Translational Health Science and Technology Institute
|
CEPI
- The Coalition for Epidemic Preparedness Innovations (CEPI) is a global partnership formed in 2017 to accelerate the development of vaccines and other biologic countermeasures against epidemic and pandemic disease threats.
- CEPI aims to ensure equitable access to these vaccines and has been instrumental in the fight against emerging infectious diseases.
Mission and Objectives
- CEPI's primary mission is to develop vaccines for diseases with epidemic potential and to establish platforms for rapid vaccine development.

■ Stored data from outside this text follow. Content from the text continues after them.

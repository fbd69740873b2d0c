// src/bin/cli.rs
use color_eyre::eyre::{eyre, Result};
use menu_scrape::cli;

fn main() -> Result<()> {
    color_eyre::install()?;
    cli::run().map_err(|e| eyre!(e.to_string()))
}
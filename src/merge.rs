// src/merge.rs
//
// Best-effort English/Arabic alignment. Never fails.
//
// Strategy, first that applies:
//  1. ById        – every item on both sides has an id; outer join on it.
//  2. ByCategory  – both sides have the same number of (>1) category groups; the n-th
//                   English group pairs with the n-th Arabic group, by position inside it.
//  3. ByPosition  – raw index.
//
// Rows follow English order; leftover Arabic items are appended in Arabic order.

use std::collections::{HashMap, VecDeque};

use serde::Serialize;

use crate::menu::{Language, MenuItem, MenuRecordSet};

#[derive(Clone, Copy, Debug, PartialEq, Eq, Serialize)]
pub enum Alignment {
    ById,
    ByCategory,
    ByPosition,
}

#[derive(Clone, Debug, Default, PartialEq, Eq, Serialize)]
pub struct MergedRow {
    pub english: Option<MenuItem>,
    pub arabic: Option<MenuItem>,
}

impl MergedRow {
    pub fn side(&self, language: Language) -> Option<&MenuItem> {
        match language {
            Language::English => self.english.as_ref(),
            Language::Arabic => self.arabic.as_ref(),
        }
    }

    fn either<'a>(&'a self, f: impl Fn(&'a MenuItem) -> Option<&'a str>) -> Option<&'a str> {
        self.english.as_ref().and_then(&f).or_else(|| self.arabic.as_ref().and_then(&f))
    }

    pub fn image_url(&self) -> Option<&str> {
        self.either(|i| i.image_url.as_deref())
    }

    pub fn id(&self) -> Option<&str> {
        self.either(|i| i.id.as_deref())
    }

    pub fn display_name(&self) -> Option<&str> {
        self.either(|i| Some(i.name.as_str()))
    }
}

#[derive(Clone, Debug, PartialEq, Eq)]
pub struct Merged {
    pub rows: Vec<MergedRow>,
    pub alignment: Alignment,
}

pub fn merge(english: &MenuRecordSet, arabic: &MenuRecordSet) -> Merged {
    let en = &english.items;
    let ar = &arabic.items;

    let (alignment, partners) = if let Some(p) = pair_by_id(en, ar) {
        (Alignment::ById, p)
    } else if let Some(p) = pair_by_category(en, ar) {
        (Alignment::ByCategory, p)
    } else {
        (Alignment::ByPosition, (0..en.len()).map(|i| (i < ar.len()).then_some(i)).collect())
    };

    logd!("Merge: en={} ar={} alignment={:?}", en.len(), ar.len(), alignment);
    Merged { rows: build_rows(en, ar, &partners), alignment }
}

/// `partners[i]` is the Arabic index paired with English item `i`.
fn build_rows(en: &[MenuItem], ar: &[MenuItem], partners: &[Option<usize>]) -> Vec<MergedRow> {
    let mut used = vec![false; ar.len()];
    let mut rows = Vec::with_capacity(en.len().max(ar.len()));

    for (item, partner) in en.iter().zip(partners) {
        let partner = partner.filter(|&j| j < ar.len() && !used[j]);
        if let Some(j) = partner {
            used[j] = true;
        }
        rows.push(MergedRow {
            english: Some(item.clone()),
            arabic: partner.map(|j| ar[j].clone()),
        });
    }

    for (item, _) in ar.iter().zip(&used).filter(|(_, u)| !**u) {
        rows.push(MergedRow { english: None, arabic: Some(item.clone()) });
    }
    rows
}

fn all_have_ids(items: &[MenuItem]) -> bool {
    !items.is_empty() && items.iter().all(|i| i.id.is_some())
}

/// Outer join on id. Repeated ids pair up in page order.
fn pair_by_id(en: &[MenuItem], ar: &[MenuItem]) -> Option<Vec<Option<usize>>> {
    if !all_have_ids(en) || !all_have_ids(ar) {
        return None;
    }

    let mut index: HashMap<&str, VecDeque<usize>> = HashMap::new();
    for (j, item) in ar.iter().enumerate() {
        if let Some(id) = item.id.as_deref() {
            index.entry(id).or_default().push_back(j);
        }
    }
    Some(
        en.iter()
            .map(|item| {
                item.id
                    .as_deref()
                    .and_then(|id| index.get_mut(id))
                    .and_then(VecDeque::pop_front)
            })
            .collect(),
    )
}

/// For each item: (group ordinal, position within its group). Groups are
/// category labels in order of first appearance.
fn group_slots(items: &[MenuItem]) -> (Vec<(usize, usize)>, usize) {
    let mut ordinal: HashMap<&str, usize> = HashMap::new();
    let mut sizes: Vec<usize> = Vec::new();
    let mut slots = Vec::with_capacity(items.len());

    for item in items {
        let next = ordinal.len();
        let g = *ordinal.entry(item.category.as_str()).or_insert(next);
        if g == sizes.len() {
            sizes.push(0);
        }
        slots.push((g, sizes[g]));
        sizes[g] += 1;
    }
    (slots, sizes.len())
}

fn pair_by_category(en: &[MenuItem], ar: &[MenuItem]) -> Option<Vec<Option<usize>>> {
    let (en_slots, en_groups) = group_slots(en);
    let (ar_slots, ar_groups) = group_slots(ar);
    if en_groups != ar_groups || en_groups < 2 {
        return None;
    }

    let index: HashMap<(usize, usize), usize> =
        ar_slots.into_iter().enumerate().map(|(j, slot)| (slot, j)).collect();
    Some(en_slots.iter().map(|slot| index.get(slot).copied()).collect())
}
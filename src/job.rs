// src/job.rs
use std::{io, path::PathBuf};

use chrono::{DateTime, Local};
use serde::Serialize;

use crate::{
    config::{consts::{IMAGES_SUBDIR, TIMESTAMP_FORMAT, UNKNOWN_RESTAURANT}, options::ExportOptions},
    core::url,
    error::JobError,
    file::create_unique_dir,
};

/// Forward-only lifecycle of a [`Job`]. `Failed` is reachable from any
/// non-terminal state.
#[derive(Clone, Copy, Debug, PartialEq, Eq, Hash, Serialize)]
pub enum JobStatus {
    Pending,
    Fetching,
    Parsing,
    Merging,
    Exporting,
    DownloadingImages,
    Done,
    Failed,
}

impl JobStatus {
    pub fn next(self) -> Option<JobStatus> {
        use JobStatus::*;
        match self {
            Pending => Some(Fetching),
            Fetching => Some(Parsing),
            Parsing => Some(Merging),
            Merging => Some(Exporting),
            Exporting => Some(DownloadingImages),
            DownloadingImages => Some(Done),
            Done | Failed => None,
        }
    }

    pub fn is_terminal(self) -> bool {
        matches!(self, JobStatus::Done | JobStatus::Failed)
    }

    pub fn label(self) -> &'static str {
        match self {
            JobStatus::Pending => "Pending",
            JobStatus::Fetching => "Fetching",
            JobStatus::Parsing => "Parsing",
            JobStatus::Merging => "Merging",
            JobStatus::Exporting => "Exporting",
            JobStatus::DownloadingImages => "Downloading images",
            JobStatus::Done => "Done",
            JobStatus::Failed => "Failed",
        }
    }
}

#[derive(Clone, Debug, PartialEq, Eq, Serialize)]
pub struct JobFailure {
    /// State the job was in when it failed.
    pub stage: JobStatus,
    pub message: String,
}

/// One scrape-merge-export run for a single URL.
#[derive(Clone, Debug, Serialize)]
pub struct Job {
    pub url: String,
    pub created_at: DateTime<Local>,
    /// `<out root>/<timestamp>_<restaurant>`; created when exporting starts.
    pub output_dir: PathBuf,
    // runtime only, kept out of the manifest
    #[serde(skip)]
    status: JobStatus,
    #[serde(skip)]
    failure: Option<JobFailure>,
}

impl Job {
    pub fn new(url: &str, out_root: impl Into<PathBuf>) -> Self {
        Self::new_at(url, out_root, Local::now())
    }

    pub fn new_at(url: &str, out_root: impl Into<PathBuf>, created_at: DateTime<Local>) -> Self {
        let restaurant = url::resolve(url)
            .map(|u| u.restaurant)
            .unwrap_or_else(|_| s!(UNKNOWN_RESTAURANT));
        let folder = format!("{}_{}", created_at.format(TIMESTAMP_FORMAT), restaurant);

        Self {
            url: s!(url.trim()),
            created_at,
            output_dir: out_root.into().join(folder),
            status: JobStatus::Pending,
            failure: None,
        }
    }

    pub fn status(&self) -> JobStatus { self.status }

    pub fn failure(&self) -> Option<&JobFailure> { self.failure.as_ref() }

    /// Move to the immediate successor state; anything else is rejected.
    pub fn advance(&mut self, to: JobStatus) -> Result<(), JobError> {
        if self.status.next() != Some(to) {
            return Err(JobError::Transition { from: self.status, to });
        }
        logd!("Job: {:?} → {:?}", self.status, to);
        self.status = to;
        Ok(())
    }

    /// Record the failure and stop. A terminal job is left untouched.
    pub fn fail(&mut self, message: impl Into<String>) -> bool {
        if self.status.is_terminal() {
            return false;
        }
        self.failure = Some(JobFailure { stage: self.status, message: message.into() });
        self.status = JobStatus::Failed;
        true
    }

    /// Create the job folder. Another job holding the same name pushes this
    /// one to `<folder>_2`, `<folder>_3`, ...
    pub fn claim_output_dir(&mut self) -> io::Result<()> {
        self.output_dir = create_unique_dir(&self.output_dir)?;
        logd!("Job: output dir {}", self.output_dir.display());
        Ok(())
    }

    pub fn spreadsheet_path(&self, export: &ExportOptions) -> PathBuf {
        self.output_dir.join(export.sheet_file_name())
    }

    pub fn images_dir(&self) -> PathBuf {
        self.output_dir.join(IMAGES_SUBDIR)
    }

    /// Sibling of the job folder: `<folder>.zip`.
    pub fn archive_path(&self) -> PathBuf {
        let mut p = self.output_dir.clone().into_os_string();
        p.push(".zip");
        PathBuf::from(p)
    }
}
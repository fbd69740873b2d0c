// src/gui/actions/copy.rs
use eframe::egui;

use crate::{csv::write_row, export, gui::app::App};

/// Merged rows of the last job → clipboard as TSV, header included.
pub fn copy_rows(app: &mut App, ui_ctx: &egui::Context) {
    let rows = app.rows();
    if rows.is_empty() {
        app.push_log("Nothing to copy");
        logd!("Copy: Clicked, but there are no rows");
        return;
    }

    let mut buf: Vec<u8> = Vec::new();
    let headers = export::headers();
    let written = write_row(&mut buf, headers.as_slice(), '\t').and_then(|_| {
        rows.iter()
            .try_for_each(|r| write_row(&mut buf, export::to_cells(r).as_slice(), '\t'))
    });
    if let Err(e) = written {
        loge!("Copy: Failed to build text: {}", e);
        return;
    }

    let n = rows.len();
    ui_ctx.copy_text(String::from_utf8_lossy(&buf).into_owned());
    logf!("Copy: rows={}", n);
    app.push_log(format!("Copied {n} rows to clipboard"));
}

pub fn copy_log(app: &mut App, ui_ctx: &egui::Context) {
    ui_ctx.copy_text(app.logs.join("\n"));
    logd!("Copy: log lines={}", app.logs.len());
}
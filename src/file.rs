// src/file.rs

use std::{
    collections::HashSet,
    fs, io,
    path::{Path, PathBuf},
};

pub fn ensure_directory(dir: &Path) -> io::Result<()> {
    if dir.exists() && !dir.is_dir() {
        return Err(io::Error::new(
            io::ErrorKind::AlreadyExists,
            format!("path exists but is not a directory: {}", dir.display()),
        ));
    }
    if !dir.exists() { fs::create_dir_all(dir)?; }
    Ok(())
}

/// Duplicate handling **only within this run**
pub fn resolve_unique_stem(
    stem: &str,                        // already sanitized, no extension
    taken: &mut HashSet<String>,
) -> String {
    // Case-insensitive, regardless of extension: "Tea" and "tea" are one name on Windows/macOS
    // First occurrence: "<stem>"
    // Subsequent:       "<stem> (N)" with N starting at 2
    let mut candidate = s!(stem);
    let mut n = 1;
    while !taken.insert(candidate.to_lowercase()) {
        n += 1;
        candidate = format!("{stem} ({n})");
    }
    candidate
}

/// Create `base`, or `base_2`, `base_3`, ... when it already exists.
pub fn create_unique_dir(base: &Path) -> io::Result<PathBuf> {
    if let Some(parent) = base.parent() {
        fs::create_dir_all(parent)?;
    }
    let name = base
        .file_name()
        .map(|n| n.to_string_lossy().into_owned())
        .ok_or_else(|| io::Error::new(io::ErrorKind::InvalidInput, "directory has no name"))?;

    let mut candidate = base.to_path_buf();
    let mut n = 1;
    loop {
        match fs::create_dir(&candidate) {
            Ok(()) => return Ok(candidate),
            Err(e) if e.kind() == io::ErrorKind::AlreadyExists => {
                n += 1;
                candidate = base.with_file_name(format!("{name}_{n}"));
            }
            Err(e) => return Err(e),
        }
    }
}

/// Every regular file below `root`, sorted, as (absolute, relative with `/`) pairs.
pub fn walk_files(root: &Path) -> io::Result<Vec<(PathBuf, String)>> {
    let mut out = Vec::new();
    let mut stack = vec![root.to_path_buf()];
    while let Some(dir) = stack.pop() {
        for entry in fs::read_dir(&dir)? {
            let path = entry?.path();
            if path.is_dir() {
                stack.push(path);
            } else if path.is_file() {
                let rel = path
                    .strip_prefix(root)
                    .unwrap_or(&path)
                    .components()
                    .map(|c| c.as_os_str().to_string_lossy().into_owned())
                    .collect::<Vec<_>>()
                    .join("/");
                out.push((path, rel));
            }
        }
    }
    out.sort_by(|a, b| a.1.cmp(&b.1));
    Ok(out)
}
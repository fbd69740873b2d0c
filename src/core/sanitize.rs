// src/core/sanitize.rs

pub fn normalize_entities(s: &str) -> String {
    if !s.contains('&') {
        return s!(s);
    }
    s.replace("&nbsp;", " ")
        .replace("&quot;", "\"")
        .replace("&#39;", "'")
        .replace("&lt;", "<")
        .replace("&gt;", ">")
        .replace("&amp;", "&")
}

pub fn normalize_ws(s: &str) -> String {
    let mut out = String::with_capacity(s.len());
    let mut prev_space = false;
    for ch in s.chars() {
        if ch.is_whitespace() {
            if !prev_space { out.push(' '); prev_space = true; }
        } else { out.push(ch); prev_space = false; }
    }
    out.trim().to_string()
}

/// Keep letters (any script), digits, `.`, `_`, `-` and spaces; trim the rest.
/// Returns an empty string when nothing survives.
pub fn sanitize_file_stem(name: &str) -> String {
    let kept: String = name
        .chars()
        .filter(|c| c.is_alphabetic() || c.is_numeric() || matches!(c, '.' | '_' | '-' | ' '))
        .collect();
    normalize_ws(&kept).trim_matches('.').to_string()
}

/// Folder-safe slug: lowercase ASCII words joined by `-`.
pub fn slugify(name: &str) -> String {
    let mut out = String::with_capacity(name.len());
    let mut last_dash = true;
    for ch in name.chars() {
        if ch.is_ascii_alphanumeric() {
            out.push(ch.to_ascii_lowercase());
            last_dash = false;
        } else if !last_dash {
            out.push('-');
            last_dash = true;
        }
    }
    out.trim_matches('-').to_string()
}

#[cfg(test)]
mod tests {
    use super::*;

    #[test]
    fn entities() {
        assert_eq!(normalize_entities("Fish&nbsp;&amp;&nbsp;Chips"), "Fish & Chips");
        assert_eq!(normalize_entities("&quot;Hot&quot; &lt;3"), "\"Hot\" <3");
        assert_eq!(normalize_entities("plain"), "plain");
    }

    #[test]
    fn file_stem_keeps_arabic_letters() {
        assert_eq!(sanitize_file_stem("شاورما دجاج"), "شاورما دجاج");
        assert_eq!(sanitize_file_stem("Burger / Fries?"), "Burger Fries");
        assert_eq!(sanitize_file_stem("../etc"), "etc");
        assert_eq!(sanitize_file_stem("***"), "");
    }

    #[test]
    fn slugs() {
        assert_eq!(slugify("Al Baik - Riyadh"), "al-baik-riyadh");
        assert_eq!(slugify("--x--"), "x");
        assert_eq!(slugify("مطعم"), "");
    }
}
// src/menu.rs
use std::fmt;

use serde::Serialize;

#[derive(Clone, Copy, Debug, PartialEq, Eq, Hash, Serialize)]
pub enum Language {
    English,
    Arabic,
}

impl Language {
    pub fn tag(&self) -> &'static str {
        match self {
            Language::English => "en",
            Language::Arabic => "ar",
        }
    }

    /// Column suffix used by the spreadsheet headers.
    pub fn column_suffix(&self) -> &'static str {
        match self {
            Language::English => "(EN)",
            Language::Arabic => "(AR)",
        }
    }
}

impl fmt::Display for Language {
    fn fmt(&self, f: &mut fmt::Formatter<'_>) -> fmt::Result {
        f.write_str(match self {
            Language::English => "English",
            Language::Arabic => "Arabic",
        })
    }
}

/// One parsed menu entry. Optional fields are `None`, never `Some("")`.
#[derive(Clone, Debug, Default, PartialEq, Eq, Serialize)]
pub struct MenuItem {
    pub id: Option<String>,
    pub category: String,
    pub name: String,
    pub description: Option<String>,
    pub price: Option<String>,
    pub image_url: Option<String>,
}

impl MenuItem {
    pub fn new(category: impl Into<String>, name: impl Into<String>) -> Self {
        Self { category: category.into(), name: name.into(), ..Default::default() }
    }
}

/// All items of one language for one job, in page order.
#[derive(Clone, Debug, PartialEq, Eq)]
pub struct MenuRecordSet {
    pub language: Language,
    pub items: Vec<MenuItem>,
}

impl MenuRecordSet {
    pub fn new(language: Language, items: Vec<MenuItem>) -> Self {
        Self { language, items }
    }

    pub fn empty(language: Language) -> Self {
        Self { language, items: Vec::new() }
    }

    pub fn len(&self) -> usize { self.items.len() }

    pub fn is_empty(&self) -> bool { self.items.is_empty() }
}

/// Empty → None, otherwise trimmed.
pub(crate) fn non_empty(s: &str) -> Option<String> {
    let t = s.trim();
    if t.is_empty() { None } else { Some(s!(t)) }
}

- One of their key goals is the "100 Days Mission," which seeks to develop safe, effective, and globally accessible vaccines within 100 days of recognizing a new epidemic threat​​.
Key Achievements and Activities
- Vaccine Development: CEPI has supported the development of over 50 vaccine candidates against high-risk pathogens like Lassa fever, Nipah virus, MERS-CoV, and SARS-CoV-2. Notably, CEPI was a major player in funding and supporting the development of COVID-19 vaccines during the pandemic​​.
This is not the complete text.